Bekaretle İlgili Yanılgılar
Yazar Can Pahalı • Kadın Hastalıkları Ve Doğum Uzmanı • 11 Şubat 2021 • Yorumlar:
Sosyal içerikli bir tanım olan bakirelik, hatalı bir şekilde, biyolojik bir yapı olan kızlık zarı ile ilişkilendirilmektedir. Bu yanılgı eski çağlardan günümüze kadar süregelmektedir. İlk defa gerçekleştirilen cinsel ilişkide kızlık zarının (himen) yırtılacağı, patlayacağı ve kanayacağı düşünceleri bir yanılgıdır. İlk cinsel birleşmede kadının fazlasıyla ağrı duyacağı, canın çok yanacağı ve hatta hastaneye götürülebileceği düşünceleri de bir yanılgıdır. Bu yanılgının sonuçları öylesine dramatik olmuş ki pek çok kadın sözde namus adına öldürülmüş, yaşamları karartılmıştır. Sevindirici olan giderek bu konuyla ilgili farkındalığın artmasıdır.

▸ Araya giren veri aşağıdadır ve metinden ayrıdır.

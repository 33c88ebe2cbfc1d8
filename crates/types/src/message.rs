//! Consensus message types.
//!
//! Each message is self-authenticating: it carries the signer's identity and
//! a signature over the canonical bytes from [`crate::signing`]. Constructors
//! take the local keypair and sign; `verify` re-derives the bytes and checks
//! the carried signature against the carried signer.

use crate::crypto::{KeyPair, Signature};
use crate::membership::PeerId;
use crate::signing;
use crate::{Hash, SequenceNumber, ViewNumber};
use serde::{Deserialize, Serialize};

/// Which phase of the protocol a message belongs to.
#[derive(Debug, Clone, Copy, PartialEq, Eq, PartialOrd, Ord, Hash, Serialize, Deserialize)]
pub enum MessageKind {
    PrePrepare,
    Prepare,
    Commit,
    ViewChange,
    NewView,
}

/// Identity of a message for deduplication.
///
/// Two messages with the same key are the same vote; a second arrival is
/// dropped without counting. A Byzantine peer that equivocates produces
/// different digests and therefore different keys, but vote counting is by
/// distinct signer so it still gets at most one vote per slot.
#[derive(Debug, Clone, Copy, PartialEq, Eq, PartialOrd, Ord, Hash)]
pub struct DedupKey {
    pub kind: MessageKind,
    pub view: ViewNumber,
    pub sequence: SequenceNumber,
    pub signer: PeerId,
    pub digest: Hash,
}

/// The primary's proposal for a sequence number within a view.
#[derive(Debug, Clone, PartialEq, Eq, Serialize, Deserialize)]
pub struct PrePrepareMessage {
    pub view: ViewNumber,
    pub sequence: SequenceNumber,
    pub digest: Hash,
    pub signer: PeerId,
    pub signature: Signature,
}

impl PrePrepareMessage {
    /// Build and sign a proposal.
    pub fn new(
        view: ViewNumber,
        sequence: SequenceNumber,
        digest: Hash,
        keypair: &KeyPair,
    ) -> Self {
        let bytes = signing::pre_prepare_message_bytes(view, sequence, &digest);
        Self {
            view,
            sequence,
            digest,
            signer: keypair.public_key().into(),
            signature: keypair.sign(&bytes),
        }
    }

    /// Check the carried signature against the carried signer.
    pub fn verify(&self) -> bool {
        let bytes = signing::pre_prepare_message_bytes(self.view, self.sequence, &self.digest);
        match self.signer.public_key() {
            Ok(key) => key.verify(&bytes, &self.signature),
            Err(_) => false,
        }
    }
}

/// A replica's endorsement of a proposal.
#[derive(Debug, Clone, PartialEq, Eq, Serialize, Deserialize)]
pub struct PrepareMessage {
    pub view: ViewNumber,
    pub sequence: SequenceNumber,
    pub digest: Hash,
    pub signer: PeerId,
    pub signature: Signature,
}

impl PrepareMessage {
    pub fn new(
        view: ViewNumber,
        sequence: SequenceNumber,
        digest: Hash,
        keypair: &KeyPair,
    ) -> Self {
        let bytes = signing::prepare_message_bytes(view, sequence, &digest);
        Self {
            view,
            sequence,
            digest,
            signer: keypair.public_key().into(),
            signature: keypair.sign(&bytes),
        }
    }

    pub fn verify(&self) -> bool {
        let bytes = signing::prepare_message_bytes(self.view, self.sequence, &self.digest);
        match self.signer.public_key() {
            Ok(key) => key.verify(&bytes, &self.signature),
            Err(_) => false,
        }
    }
}

/// A replica's vote to finalize a prepared proposal.
#[derive(Debug, Clone, PartialEq, Eq, Serialize, Deserialize)]
pub struct CommitMessage {
    pub view: ViewNumber,
    pub sequence: SequenceNumber,
    pub digest: Hash,
    pub signer: PeerId,
    pub signature: Signature,
}

impl CommitMessage {
    pub fn new(
        view: ViewNumber,
        sequence: SequenceNumber,
        digest: Hash,
        keypair: &KeyPair,
    ) -> Self {
        let bytes = signing::commit_message_bytes(view, sequence, &digest);
        Self {
            view,
            sequence,
            digest,
            signer: keypair.public_key().into(),
            signature: keypair.sign(&bytes),
        }
    }

    pub fn verify(&self) -> bool {
        let bytes = signing::commit_message_bytes(self.view, self.sequence, &self.digest);
        match self.signer.public_key() {
            Ok(key) => key.verify(&bytes, &self.signature),
            Err(_) => false,
        }
    }
}

/// Evidence that a proposal reached the prepared point in some earlier view.
///
/// Carried inside ViewChange messages so the next primary can re-propose
/// anything that may already have been finalized by another replica.
#[derive(Debug, Clone, Copy, PartialEq, Eq, Serialize, Deserialize)]
pub struct PreparedCertificate {
    pub view: ViewNumber,
    pub sequence: SequenceNumber,
    pub digest: Hash,
}

/// A replica's vote to abandon the current view.
#[derive(Debug, Clone, PartialEq, Eq, Serialize, Deserialize)]
pub struct ViewChangeMessage {
    /// The view the sender wants to move to.
    pub new_view: ViewNumber,
    /// The highest sequence the sender has finalized.
    pub last_stable_sequence: SequenceNumber,
    /// Proposals the sender prepared but did not finalize.
    pub prepared: Vec<PreparedCertificate>,
    pub signer: PeerId,
    pub signature: Signature,
}

impl ViewChangeMessage {
    pub fn new(
        new_view: ViewNumber,
        last_stable_sequence: SequenceNumber,
        prepared: Vec<PreparedCertificate>,
        keypair: &KeyPair,
    ) -> Self {
        let bytes = signing::view_change_message_bytes(new_view, last_stable_sequence, &prepared);
        Self {
            new_view,
            last_stable_sequence,
            prepared,
            signer: keypair.public_key().into(),
            signature: keypair.sign(&bytes),
        }
    }

    pub fn verify(&self) -> bool {
        let bytes = signing::view_change_message_bytes(
            self.new_view,
            self.last_stable_sequence,
            &self.prepared,
        );
        match self.signer.public_key() {
            Ok(key) => key.verify(&bytes, &self.signature),
            Err(_) => false,
        }
    }

    /// Digest binding this message's content, used in the dedup key so two
    /// different ViewChange payloads from one signer are distinct messages.
    pub fn content_digest(&self) -> Hash {
        let bytes = signing::view_change_message_bytes(
            self.new_view,
            self.last_stable_sequence,
            &self.prepared,
        );
        Hash::of(&bytes)
    }
}

/// The new primary's announcement that a view change succeeded.
#[derive(Debug, Clone, PartialEq, Eq, Serialize, Deserialize)]
pub struct NewViewMessage {
    /// The view being entered.
    pub view: ViewNumber,
    /// The quorum of ViewChange messages justifying the change.
    pub view_changes: Vec<ViewChangeMessage>,
    /// Re-proposals for every prepared certificate carried by the quorum.
    pub pre_prepares: Vec<PrePrepareMessage>,
    pub signer: PeerId,
    pub signature: Signature,
}

impl NewViewMessage {
    pub fn new(
        view: ViewNumber,
        view_changes: Vec<ViewChangeMessage>,
        pre_prepares: Vec<PrePrepareMessage>,
        keypair: &KeyPair,
    ) -> Self {
        let bytes = signing::new_view_message_bytes(view, &view_changes, &pre_prepares);
        Self {
            view,
            view_changes,
            pre_prepares,
            signer: keypair.public_key().into(),
            signature: keypair.sign(&bytes),
        }
    }

    /// Check the primary's own signature. Validating the carried quorum is
    /// the engine's job; this only covers the outer envelope.
    pub fn verify(&self) -> bool {
        let bytes =
            signing::new_view_message_bytes(self.view, &self.view_changes, &self.pre_prepares);
        match self.signer.public_key() {
            Ok(key) => key.verify(&bytes, &self.signature),
            Err(_) => false,
        }
    }

    pub fn content_digest(&self) -> Hash {
        let bytes =
            signing::new_view_message_bytes(self.view, &self.view_changes, &self.pre_prepares);
        Hash::of(&bytes)
    }
}

/// Any message a peer can send on the consensus topic.
#[derive(Debug, Clone, PartialEq, Eq, Serialize, Deserialize)]
pub enum ConsensusMessage {
    PrePrepare(PrePrepareMessage),
    Prepare(PrepareMessage),
    Commit(CommitMessage),
    ViewChange(ViewChangeMessage),
    NewView(NewViewMessage),
}

impl ConsensusMessage {
    pub fn kind(&self) -> MessageKind {
        match self {
            ConsensusMessage::PrePrepare(_) => MessageKind::PrePrepare,
            ConsensusMessage::Prepare(_) => MessageKind::Prepare,
            ConsensusMessage::Commit(_) => MessageKind::Commit,
            ConsensusMessage::ViewChange(_) => MessageKind::ViewChange,
            ConsensusMessage::NewView(_) => MessageKind::NewView,
        }
    }

    /// The view this message speaks about. For a ViewChange that is the
    /// target view, not the view being abandoned.
    pub fn view(&self) -> ViewNumber {
        match self {
            ConsensusMessage::PrePrepare(m) => m.view,
            ConsensusMessage::Prepare(m) => m.view,
            ConsensusMessage::Commit(m) => m.view,
            ConsensusMessage::ViewChange(m) => m.new_view,
            ConsensusMessage::NewView(m) => m.view,
        }
    }

    /// The sequence this message speaks about. View-change traffic is not
    /// tied to a single slot and reports the sender's last stable sequence
    /// (zero for NewView).
    pub fn sequence(&self) -> SequenceNumber {
        match self {
            ConsensusMessage::PrePrepare(m) => m.sequence,
            ConsensusMessage::Prepare(m) => m.sequence,
            ConsensusMessage::Commit(m) => m.sequence,
            ConsensusMessage::ViewChange(m) => m.last_stable_sequence,
            ConsensusMessage::NewView(_) => 0,
        }
    }

    pub fn signer(&self) -> PeerId {
        match self {
            ConsensusMessage::PrePrepare(m) => m.signer,
            ConsensusMessage::Prepare(m) => m.signer,
            ConsensusMessage::Commit(m) => m.signer,
            ConsensusMessage::ViewChange(m) => m.signer,
            ConsensusMessage::NewView(m) => m.signer,
        }
    }

    /// Identity for duplicate suppression.
    pub fn dedup_key(&self) -> DedupKey {
        let digest = match self {
            ConsensusMessage::PrePrepare(m) => m.digest,
            ConsensusMessage::Prepare(m) => m.digest,
            ConsensusMessage::Commit(m) => m.digest,
            ConsensusMessage::ViewChange(m) => m.content_digest(),
            ConsensusMessage::NewView(m) => m.content_digest(),
        };
        DedupKey {
            kind: self.kind(),
            view: self.view(),
            sequence: self.sequence(),
            signer: self.signer(),
            digest,
        }
    }

    /// Check the sender's signature over the canonical bytes.
    pub fn verify(&self) -> bool {
        match self {
            ConsensusMessage::PrePrepare(m) => m.verify(),
            ConsensusMessage::Prepare(m) => m.verify(),
            ConsensusMessage::Commit(m) => m.verify(),
            ConsensusMessage::ViewChange(m) => m.verify(),
            ConsensusMessage::NewView(m) => m.verify(),
        }
    }

    /// Short name for logs.
    pub fn type_name(&self) -> &'static str {
        match self {
            ConsensusMessage::PrePrepare(_) => "PrePrepare",
            ConsensusMessage::Prepare(_) => "Prepare",
            ConsensusMessage::Commit(_) => "Commit",
            ConsensusMessage::ViewChange(_) => "ViewChange",
            ConsensusMessage::NewView(_) => "NewView",
        }
    }
}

Kızlık zarının biyolojik bir yapı olarak neden var olduğu evrimsel biyoloji açısından tartışılsa da ergenlikten sonra cinsel ilişkinin, dolayısıyla bakireliğin bir göstergesi olmadığı açıktır. Kadın genital organının vajina girişinde yaklaşık 1.5 cm içeride yer alır. Toplumda kızlık zarının, sıklıkla ve yanlış olarak, vajinanın derinlerinde olduğu düşünülür.
Latince himen olarak adlandırılan kızlık zarı, aslında zar şeklinde değil, çoğu zaman halka şeklindedir. Nadiren görülen, vajina girişini tamamen kapatan ve ‘’imperfore himen’’ adını alan kızlık zarı yapısı doğuştan bir anomali olup cerrahi girişimi gerektiren bir durumdur. Toplumda, bu özel durum bir yana bırakılırsa, kızlık zarıyla ilgili olarak, hatalı bir şekilde, çoğu zaman bir perde ya da soğan zarı gibi vajinayı tamamen kapatan ve ilişkide yırtılması ya da delinmesi gereken bir yapı olduğu düşüncesi yaygındır. Bu hatalı bilgiler, ne yazık ki cinsel yaşamla ilgili olarak kadına baskıyı ve şiddeti getiren ve hatta yaşamına mal olan bakirelik kavramına ilişkin algıların oluşmasına da etkide bulunur.
Kızlık zarı, ergenlik döneminden önce bedensel gelişimin tamamlanmamış olması ve kadınlarda baskın hormon durumda olan östrojenin çocuklarda çok düşük düzeylerde bulunması nedeniyle, çocuklarda cinsel saldırının ve istismarın göstergesi olarak değerlendirilebilir. Ergenlik döneminin gelişimi ile birlikte kızlık zarının hem açıklığı genişler hem de östrojen hormonun etkisiyle esnekliği artar. Kızlık zarı muayenesi ile cinsel saldırı ve istismarın değerlendirilmesi ya da bakire olup olmadığına karar verilmesi bilimsel gerçeklerle bağdaşmamaktadır.
Sosyal içerikli bir kavram olan bakireliğin biyolojik bir yapı olan kızlık zarı ile ilişkilendirilmesi, yaşamın her alanında var olan Toplumsal Cinsiyet Eşitsizliğinin cinsel yaşamda da süregelmesindeki etkenlerden biridir. Bakirelik kavramı ülkelerin, bölgelerin, yaşam alanlarının, her düzeydeki küçük ya da büyük toplulukların gelenekleri, görenekleri, dini inançları ve kültürü gibi sosyal yaşama dair etkenlerle oluşur.